Take this professor who uses laptop distraction as an object lesson for his lecture class.

He staged the event, by the way. Nevertheless, is that the right strategy to start off a semester and create a rapport with your students?

On the one hand, we can sympathize with the logic. It is one thing for a student not to pay attention and get caught in their own distractions. If that lack of attention is then distracting others, the problem is much larger.

On the other hand, with the way that students are using technology and communicating, it is not as cut and dry. While students may seem to be distracted, it may also be that they are not. If we expect a student to stay seated and pay attention to a lecture, distraction will reduce memory retention. But technology is also challenging teachers to be smarter about how to use time in the classroom.

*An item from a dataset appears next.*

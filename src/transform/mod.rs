//! Normalized text placement: position, scale and rotation of a text layer.

pub(crate) mod controller;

One idea is to use “technology breaks” where you check your phone, the web, whatever, for a minute or two and then turn the phone to silent, the computer screen off and “focus” on work or conversation or any nontechnological activity for, say 15 minutes, and then take a 1-2 minute tech break followed by more focus times and more tech breaks.

Indeed, more frequent, shorter breaks during a class are beneficial for everyone involved. Forcing students to get up and get the blood moving will yield a more productive and attentive class.

These devices are part integrated into the social and psychological fabric of today’s undergraduate. Phones, tablets, iPods, and laptops are not simply ancillary devices. They are are the tools to create and maintain critical connections to peers and yes, even course content. Finding ways to validate and cultivate that central aspect of student identity is increasingly important in how we teach.

So where is the balance between distraction and integration to help students succeed?